NOS OMBROS DE DOIS GIGANTES

Caros leitores e leitoras: vocês que tiveram a sorte de se enfronharem  na história da antiguidade, devem se lembrar da marcante presença de dois gigantes - Parmênides e Heráclito -  nos primórdios da filosofia grega. Eles não trataram da democracia ateniense, mas a contribuição que prestaram permanece essencial para tentarmos entender essa que, bem ou mal, desfrutamos no século 21. 

Parmênides argumentava que uma coisa é aquilo que essencialmente a caracteriza. Por exemplo, um rio é um curso d’água, é água se movendo entre um ponto (sua nascente) e outro (seu estuário). Essa é sua essência imutável. Se assim não fosse, seria um lago, um açude, qualquer coisa, mas não seria um rio. O Amazonas e o Nilo, imensos, são rios, assim como o é o nosso modesto Tietê. Heráclito contestava a pretensão parmenidiana de compreender  uma coisa, uma realidade qualquer, no plano abstrato,  somente pelos traços que a fazem ser o que é. No mundo real, tudo muda, o que ontem era um curso d’água hoje é outro curso d’água, aquele já passou. Daí sua estranha, mas penetrante afirmação: “nós nunca nos banhamos duas vezes num mesmo rio”. 

Pode parecer um jogo de palavras, mas não é; e digo mais, a contraposição dessas duas ideias faz muita falta em nosso interminável, confuso e não raro perigoso debate sobre a democracia representativa. No plano abstrato em que se situava Parmênides, o ponto de partida é este: democracia é o sistema político no qual cidadãos particulares só podem ascender a posições de autoridade pública mediante eleições periódicas, limpas e livres. Claro, a partir deste ponto temos que falar em liberdade de expressão, liberdade de imprensa, proteção aos direitos humanos etc. Os contendores têm que aceitar lealmente os resultados das votações. Mas meu enunciado inicial é suficiente para estabelecer o modo parmenidiano de pensar. 

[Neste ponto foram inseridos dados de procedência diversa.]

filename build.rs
fn main() {
    built::write_built_file().expect("Failed to acquire build-time information");
}
//! Foster-Greer-Thorbecke (FGT) poverty indices per demographic group.
//!
//! The sweep treats the equity computation as a collaborator behind [`EquityComputer`]. The
//! population-weighted [`FgtComputer`] is the implementation used by the program.
use crate::access::Access;
use crate::demographic::{Demographics, GroupID};
use crate::error::DataQualityError;
use crate::poverty_line::PovertyLine;
use anyhow::{Result, bail};
use indexmap::IndexMap;
use strum::EnumIter;

/// The FGT order (α): 0 for headcount, 1 for poverty gap and 2 for squared poverty gap
#[derive(Debug, Clone, Copy, PartialEq, Eq, Hash, EnumIter)]
pub enum FgtOrder {
    /// Share of the population below the poverty line
    Headcount,
    /// Mean normalised shortfall below the poverty line
    Gap,
    /// Mean squared normalised shortfall, weighting severity
    SquaredGap,
}

impl FgtOrder {
    /// The value of α for this order
    pub fn alpha(self) -> i32 {
        match self {
            Self::Headcount => 0,
            Self::Gap => 1,
            Self::SquaredGap => 2,
        }
    }
}

/// One index value per demographic group
pub type GroupValues = IndexMap<GroupID, f64>;

/// Computes poverty indices for each demographic group
pub trait EquityComputer {
    /// Compute the FGT index of order `order` for each group.
    ///
    /// # Arguments
    ///
    /// * `access` - The score column to analyse
    /// * `demographics` - Group populations for each spatial unit
    /// * `poverty_line` - Units scoring strictly below this are counted as poor
    /// * `order` - The FGT order
    fn fgt_poverty(
        &self,
        access: &Access,
        demographics: &Demographics,
        poverty_line: PovertyLine,
        order: FgtOrder,
    ) -> Result<GroupValues>;
}

/// Population-weighted FGT indices.
///
/// For group g with population `w_i` in spatial unit i with score `s_i`:
///
/// `FGT_α(g) = Σ w_i · 1[s_i < z] · ((z − s_i) / z)^α / Σ w_i`
///
/// A score exactly on the poverty line is not counted as poor. Only spatial units present in both
/// the score column and the demographic table are considered.
#[derive(Debug, Default, Clone, Copy)]
pub struct FgtComputer;

impl EquityComputer for FgtComputer {
    fn fgt_poverty(
        &self,
        access: &Access,
        demographics: &Demographics,
        poverty_line: PovertyLine,
        order: FgtOrder,
    ) -> Result<GroupValues> {
        let z = poverty_line.0;
        let alpha = order.alpha();
        let n_groups = demographics.groups().len();
        let mut totals = vec![0.0; n_groups];
        let mut poor = vec![0.0; n_groups];
        let mut overlap = 0usize;

        for (unit, score) in access.iter() {
            let Some(populations) = demographics.get(unit) else {
                continue;
            };
            overlap += 1;

            // Nothing is strictly below a non-positive line
            let shortfall = if z > 0.0 && score < z {
                Some(((z - score) / z).powi(alpha))
            } else {
                None
            };

            for (idx, population) in populations.iter().enumerate() {
                totals[idx] += population;
                if let Some(shortfall) = shortfall {
                    poor[idx] += population * shortfall;
                }
            }
        }

        if overlap == 0 {
            bail!(DataQualityError::NoDemographicOverlap);
        }

        Ok(demographics
            .groups()
            .iter()
            .zip(totals.into_iter().zip(poor))
            .map(|(group, (total, poor))| {
                let value = if total > 0.0 { poor / total } else { 0.0 };
                (group.clone(), value)
            })
            .collect())
    }
}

Entre as definições empregadas pelas muitas instituições que monitoram o estado da democracia no mundo atual, prefiro a da Freedom House, que se atém ao que diz o meu enunciado.  A EIU (Economist Intelligence Unit), divisão da revista inglesa The Economist, faz um trabalho estatístico esplêndido, mas tende a “afrouxar” demais o conceito de democracia, acrescentando-lhe outros requisitos, e outras há que o descaracterizam completamente, dizendo, por exemplo, que democracia só existe onde há igualdade social (quer dizer, em nenhum lugar) e, portanto, que eleições não importam.

Do ponto de vista parmenidiano, a democracia existe ou não existe em cada país; não há que falar em qualidade ou “grau” de democracia. De fato, não. Por isso o ponto de vista da EIU é decididamente heraclitiano. Democracias nascem, crescem, sofrem retrocessos e até colapsos, transformando-se em ditaduras, ou seja, são como rios em constante movimento, não como pequenos açudes parados, sempre iguais a si mesmos. Há vários anos, a imprensa do mundo inteiro tem discutido se a democracia está piorando, se está em crise e até se estará morrendo. Em seu último relatório, de 2020, intitulado “In sickness and in health?” (“Na doença e na saúde?”), a EIU afirmou taxativamente que a maioria das democracias do mundo inteiro está sofrendo um retrocesso avassalador, consequência das medidas duríssimas que dezenas de governos tiveram de tomar para combater a Covid19, medidas que não seriam aprovadas se os cidadãos de cada país fossem consultados em algum tipo de plebiscito. Um tremendo exagero, convenhamos. Uma boa conversa com Parmênides reporia as coisas em seus devidos lugares.